Homem é condenado a devolver R$ 8,9 mil após receber transferência bancária por engano

Justiça de Santa Catarina entendeu que a retenção do dinheiro caracterizou enriquecimento sem causa e determinou a restituição com juros e correção monetária.

Imagem (ilustrativa): OBlumenauense

Uma transferência bancária feita por engano acabou na Justiça em Joinville, no norte de Santa Catarina. A 1ª Vara Cível da Comarca condenou um homem a devolver R$ 8.950,00 recebidos indevidamente após um erro cometido pela gerente financeira de uma instituição de ensino.

Segundo os autos, a escola realizou a transferência para a conta do homem por equívoco. Depois de ser avisado sobre o erro, ele não devolveu a quantia. Diante da negativa, a instituição ingressou com ação para recuperar o dinheiro.

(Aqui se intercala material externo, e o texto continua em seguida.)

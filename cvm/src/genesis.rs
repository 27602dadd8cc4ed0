//! CVM genesis import/export.

use serde::{Deserialize, Serialize};
use std::collections::HashSet;

use crate::cache::CallFrame;
use crate::error::CvmError;
use crate::keeper::CvmKeeper;
use crate::permission::{AccountPermissions, BasePermissions, PermFlags};
use crate::state::{StateReader, StateWriter};
use crate::types::{Account, Contract, Metadata};

fn default_gas_rate() -> u64 {
    1
}

#[derive(Clone, Debug, PartialEq, Eq, Serialize, Deserialize)]
pub struct GenesisState {
    #[serde(default = "default_gas_rate")]
    pub gas_rate: u64,
    #[serde(default)]
    pub contracts: Vec<Contract>,
    #[serde(default)]
    pub metadata: Vec<Metadata>,
}

impl Default for GenesisState {
    fn default() -> Self {
        Self {
            gas_rate: default_gas_rate(),
            contracts: Vec::new(),
            metadata: Vec::new(),
        }
    }
}

pub fn validate_genesis(genesis: &GenesisState) -> Result<(), CvmError> {
    if genesis.gas_rate == 0 {
        return Err(CvmError::InvalidGenesis("gas rate must be positive".to_string()));
    }
    let mut seen = HashSet::new();
    for contract in &genesis.contracts {
        // A contract is an account holding code.
        if contract.code.is_empty() {
            return Err(CvmError::InvalidGenesis(format!(
                "contract {} has no code",
                contract.address
            )));
        }
        if !seen.insert(contract.address) {
            return Err(CvmError::InvalidGenesis(format!(
                "duplicate contract {}",
                contract.address
            )));
        }
    }
    Ok(())
}

/// Import contracts and metadata.
///
/// Contract accounts keep whatever balance the bank already holds for their
/// address, so bank genesis must run first.
pub fn init_genesis(keeper: &CvmKeeper, genesis: &GenesisState) -> Result<(), CvmError> {
    validate_genesis(genesis)?;
    keeper.set_gas_rate(genesis.gas_rate)?;

    let mut state = keeper.state();
    let mut frame = CallFrame::new(keeper.state());

    for contract in &genesis.contracts {
        if let Some(abi) = &contract.abi {
            keeper.set_abi(&contract.address, abi)?;
        }

        for entry in &contract.storage {
            state.set_storage(&contract.address, &entry.key, &entry.value)?;
        }

        if !contract.meta.is_empty() {
            state.set_address_meta(&contract.address, &contract.meta)?;
        }

        let balance = state
            .account(&contract.address)?
            .map(|existing| existing.balance)
            .unwrap_or(0);
        frame.update_account(&Account {
            address: contract.address,
            balance,
            code: contract.code.clone(),
            permissions: AccountPermissions {
                base: BasePermissions {
                    perms: PermFlags::CALL | PermFlags::CREATE_CONTRACT,
                    set_bit: PermFlags::NONE,
                },
                roles: Vec::new(),
            },
            contract_meta: contract.meta.clone(),
        })?;
    }
    frame.sync(&mut state)?;

    for metadata in &genesis.metadata {
        state.set_metadata(&metadata.hash, &metadata.metadata)?;
    }

    keeper.register_global_permission_account()?;
    tracing::info!(
        contracts = genesis.contracts.len(),
        metadata = genesis.metadata.len(),
        gas_rate = genesis.gas_rate,
        "cvm genesis imported"
    );
    Ok(())
}

pub fn export_genesis(keeper: &CvmKeeper) -> Result<GenesisState, CvmError> {
    Ok(GenesisState {
        gas_rate: keeper.gas_rate()?,
        contracts: keeper.contracts()?,
        metadata: keeper.metas()?,
    })
}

Durante o processo, o réu pediu mais prazo para apresentar a defesa. Ele alegou que precisava de mais tempo para analisar documentos e preparar a manifestação. O pedido, porém, não foi acompanhado de uma justificativa considerada suficiente pela Justiça. A contestação também não foi apresentada dentro do prazo legal.

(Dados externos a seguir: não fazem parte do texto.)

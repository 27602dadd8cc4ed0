//! The Shentu application: keepers wired over one store, driven block by block.

use serde::{Deserialize, Serialize};
use std::sync::Arc;

use shentu_bank::BankKeeper;
use shentu_cert::CertKeeper;
use shentu_cvm::CvmKeeper;
use shentu_governance::GovKeeper;
use shentu_store::{Checkpoint, KvStore, MemoryStore};
use shentu_types::{Context, Event, Timestamp, TxHash};
use shentu_upgrade::{Plan, UpgradeHandler, UpgradeKeeper};

use crate::config::NodeConfig;
use crate::genesis::{AppGenesis, AppState};
use crate::tracing_spans::{block_span, msg_span, tx_span};
use crate::tx::{decode_tx, Msg, TxResponse, CODE_OK};
use crate::NodeError;

/// One block to apply: header fields plus its transactions as JSON.
#[derive(Clone, Debug, PartialEq, Serialize, Deserialize)]
pub struct Block {
    pub height: u64,
    pub time: Timestamp,
    #[serde(default)]
    pub txs: Vec<serde_json::Value>,
}

/// Everything a block produced.
#[derive(Clone, Debug, PartialEq, Eq, Serialize, Deserialize)]
pub struct BlockResult {
    pub height: u64,
    pub begin_events: Vec<Event>,
    pub tx_responses: Vec<TxResponse>,
    pub end_events: Vec<Event>,
}

pub struct ShentuApp {
    config: NodeConfig,
    store: Arc<MemoryStore>,
    bank: BankKeeper,
    cert: CertKeeper,
    upgrade: UpgradeKeeper,
    gov: GovKeeper,
    cvm: CvmKeeper,
    genesis_time: Timestamp,
    last_height: u64,
    block: Option<OpenBlock>,
}

/// A block between `begin_block` and `end_block`, with the state it started from.
struct OpenBlock {
    ctx: Context,
    checkpoint: Checkpoint,
}

impl ShentuApp {
    /// Build the application with a no-op migration for every upgrade
    /// named in `config.upgrade_handlers`.
    pub fn new(config: NodeConfig) -> Self {
        let handlers = config
            .upgrade_handlers
            .iter()
            .map(|name| {
                let handler: UpgradeHandler = Arc::new(|ctx: &Context, plan: &Plan| {
                    tracing::info!(name = %plan.name, height = ctx.height, "applying upgrade");
                    Ok::<(), String>(())
                });
                (name.clone(), handler)
            })
            .collect::<Vec<_>>();
        Self::with_upgrade_handlers(config, handlers)
    }

    pub fn with_upgrade_handlers(
        config: NodeConfig,
        handlers: impl IntoIterator<Item = (String, UpgradeHandler)>,
    ) -> Self {
        let store = Arc::new(MemoryStore::new());
        let backend: Arc<dyn KvStore> = store.clone();

        let bank = BankKeeper::new(backend.clone())
            .with_module_accounts([shentu_governance::MODULE_NAME]);
        let cert = CertKeeper::new(backend.clone());
        // Handlers go in before the keeper is cloned into governance.
        let mut upgrade = UpgradeKeeper::new(backend.clone());
        for (name, handler) in handlers {
            upgrade.set_upgrade_handler(name, handler);
        }
        let gov = GovKeeper::new(
            backend.clone(),
            bank.clone(),
            cert.clone(),
            upgrade.clone(),
            Arc::new(bank.clone()),
        );
        let cvm = CvmKeeper::new(backend, bank.clone());

        Self {
            config,
            store,
            bank,
            cert,
            upgrade,
            gov,
            cvm,
            genesis_time: Timestamp::EPOCH,
            last_height: 0,
            block: None,
        }
    }

    pub fn config(&self) -> &NodeConfig {
        &self.config
    }

    pub fn chain_id(&self) -> &str {
        &self.config.chain_id
    }

    pub fn halt_height(&self) -> u64 {
        self.config.halt_height
    }

    pub fn last_height(&self) -> u64 {
        self.last_height
    }

    pub fn bank(&self) -> &BankKeeper {
        &self.bank
    }

    pub fn cert(&self) -> &CertKeeper {
        &self.cert
    }

    pub fn upgrade(&self) -> &UpgradeKeeper {
        &self.upgrade
    }

    pub fn gov(&self) -> &GovKeeper {
        &self.gov
    }

    pub fn cvm(&self) -> &CvmKeeper {
        &self.cvm
    }

    /// Import genesis state. Bank runs first so governance escrow checks and
    /// CVM contract accounts see the genesis balances.
    pub fn init_chain(&mut self, genesis: &AppGenesis) -> Result<(), NodeError> {
        if genesis.chain_id != self.config.chain_id {
            return Err(NodeError::Genesis(format!(
                "genesis is for chain {:?}, node is configured for {:?}",
                genesis.chain_id, self.config.chain_id
            )));
        }
        genesis.validate()?;

        let checkpoint = self.store.checkpoint()?;
        if let Err(err) = self.import_state(&genesis.app_state) {
            self.store.revert(checkpoint)?;
            return Err(err);
        }

        self.genesis_time = genesis.genesis_time;
        self.last_height = 0;
        tracing::info!(
            chain_id = %genesis.chain_id,
            genesis_time = %genesis.genesis_time,
            "chain initialised"
        );
        Ok(())
    }

    fn import_state(&self, state: &AppState) -> Result<(), NodeError> {
        shentu_bank::genesis::init_genesis(&self.bank, &state.bank)?;
        shentu_cert::genesis::init_genesis(&self.cert, &state.cert)?;
        shentu_governance::genesis::init_genesis(&self.gov, &state.gov)?;
        shentu_cvm::genesis::init_genesis(&self.cvm, &state.cvm)?;
        Ok(())
    }

    /// Open block `height`, running any upgrade that comes due.
    ///
    /// The block is atomic: if it fails to begin or to end, the store goes
    /// back to its state before this call and the same height can be retried.
    pub fn begin_block(&mut self, height: u64, time: Timestamp) -> Result<Vec<Event>, NodeError> {
        if let Some(open) = &self.block {
            return Err(NodeError::BlockInProgress(open.ctx.height));
        }
        let halt_height = self.config.halt_height;
        if halt_height > 0 && height > halt_height {
            tracing::warn!(height, halt_height, "halt height reached");
            return Err(NodeError::Halted {
                height,
                halt_height,
            });
        }
        if height != self.last_height + 1 {
            return Err(NodeError::HeightMismatch {
                last: self.last_height,
                got: height,
            });
        }

        let checkpoint = self.store.checkpoint()?;
        let mut ctx = Context::new(self.config.chain_id.clone(), height, time);
        if let Err(err) = self.upgrade.begin_block(&mut ctx) {
            self.store.revert(checkpoint)?;
            return Err(err.into());
        }
        let events = ctx.events.drain();
        self.block = Some(OpenBlock { ctx, checkpoint });
        Ok(events)
    }

    /// Deliver one transaction in the open block.
    ///
    /// All messages apply or none do: any failure reverts the store to its
    /// state before the transaction.
    pub fn deliver_tx(&mut self, tx_bytes: &[u8]) -> TxResponse {
        let tx_hash = TxHash::of(tx_bytes).to_string();
        let _span = tx_span(&tx_hash).entered();

        let Some(block) = self.block.as_ref() else {
            return TxResponse::failed(&NodeError::NoBlock, tx_hash);
        };
        let block = &block.ctx;
        let checkpoint = match self.store.checkpoint() {
            Ok(checkpoint) => checkpoint,
            Err(err) => return TxResponse::failed(&NodeError::from(err), tx_hash),
        };

        match self.run_tx(block, tx_bytes) {
            Ok((data, events)) => {
                tracing::debug!(events = events.len(), "tx delivered");
                TxResponse {
                    code: CODE_OK,
                    codespace: String::new(),
                    log: String::new(),
                    data,
                    events,
                    tx_hash,
                }
            }
            Err(err) => {
                if let Err(revert_err) = self.store.revert(checkpoint) {
                    tracing::error!(error = %revert_err, "failed to revert tx state");
                }
                tracing::info!(error = %err, "tx failed");
                TxResponse::failed(&err, tx_hash)
            }
        }
    }

    fn run_tx(&self, block: &Context, tx_bytes: &[u8]) -> Result<(Vec<u8>, Vec<Event>), NodeError> {
        let msgs = decode_tx(tx_bytes)?;
        for msg in &msgs {
            msg.validate_basic()?;
        }

        let mut ctx = block.with_tx_bytes(tx_bytes.to_vec());
        let mut data = Vec::new();
        for (index, msg) in msgs.iter().enumerate() {
            let _span = msg_span(index, &msg.type_url()).entered();
            let result = match msg {
                Msg::Bank(m) => shentu_bank::handle_msg_send(&mut ctx, &self.bank, m)?,
                Msg::Gov(m) => shentu_governance::handle(&mut ctx, &self.gov, m)?,
            };
            data.extend(result.data);
        }
        Ok((data, ctx.events.drain()))
    }

    /// Close the open block: run the governance end-blocker.
    ///
    /// On failure the whole block, transactions included, is rolled back.
    pub fn end_block(&mut self) -> Result<Vec<Event>, NodeError> {
        let OpenBlock { mut ctx, checkpoint } = self.block.take().ok_or(NodeError::NoBlock)?;
        if let Err(err) = shentu_governance::end_blocker(&mut ctx, &self.gov) {
            tracing::error!(height = ctx.height, error = %err, "end block failed, discarding block");
            self.store.revert(checkpoint)?;
            return Err(err.into());
        }
        self.last_height = ctx.height;
        Ok(ctx.events.drain())
    }

    /// Begin, deliver every transaction, and end one block.
    pub fn apply_block(&mut self, block: &Block) -> Result<BlockResult, NodeError> {
        let _span = block_span(&self.config.chain_id, block.height).entered();
        let begin_events = self.begin_block(block.height, block.time)?;
        let mut tx_responses = Vec::with_capacity(block.txs.len());
        for tx in &block.txs {
            let bytes = serde_json::to_vec(tx)?;
            tx_responses.push(self.deliver_tx(&bytes));
        }
        let end_events = self.end_block()?;
        let failed = tx_responses.iter().filter(|r| !r.is_ok()).count();
        tracing::info!(
            height = block.height,
            txs = tx_responses.len(),
            failed,
            "block applied"
        );
        Ok(BlockResult {
            height: block.height,
            begin_events,
            tx_responses,
            end_events,
        })
    }

    /// Current state as a genesis document.
    pub fn export_genesis(&self) -> Result<AppGenesis, NodeError> {
        Ok(AppGenesis {
            chain_id: self.config.chain_id.clone(),
            genesis_time: self.genesis_time,
            app_state: AppState {
                bank: shentu_bank::genesis::export_genesis(&self.bank)?,
                cert: shentu_cert::genesis::export_genesis(&self.cert)?,
                gov: shentu_governance::genesis::export_genesis(&self.gov)?,
                cvm: shentu_cvm::genesis::export_genesis(&self.cvm)?,
            },
        })
    }
}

Na sentença, o magistrado destacou que os documentos comprovaram que a transferência ocorreu por erro. Também ressaltou que, mesmo após tomar conhecimento da situação, o homem permaneceu com o valor.

Para o juiz, não havia qualquer elemento que justificasse a retenção da quantia. A decisão afirma que a situação caracterizou enriquecimento sem causa, já que manter dinheiro recebido indevidamente, sem justificativa legítima e em prejuízo de outra pessoa, gera o dever de restituição.

Ao final, a Justiça condenou o homem a devolver os R$ 8.950,00 recebidos por engano. O valor deverá ser atualizado pelo IPCA desde a data do recebimento, além da incidência de juros de mora a partir da citação. A conta de um erro terminou com uma condenação para quem decidiu ficar com o dinheiro.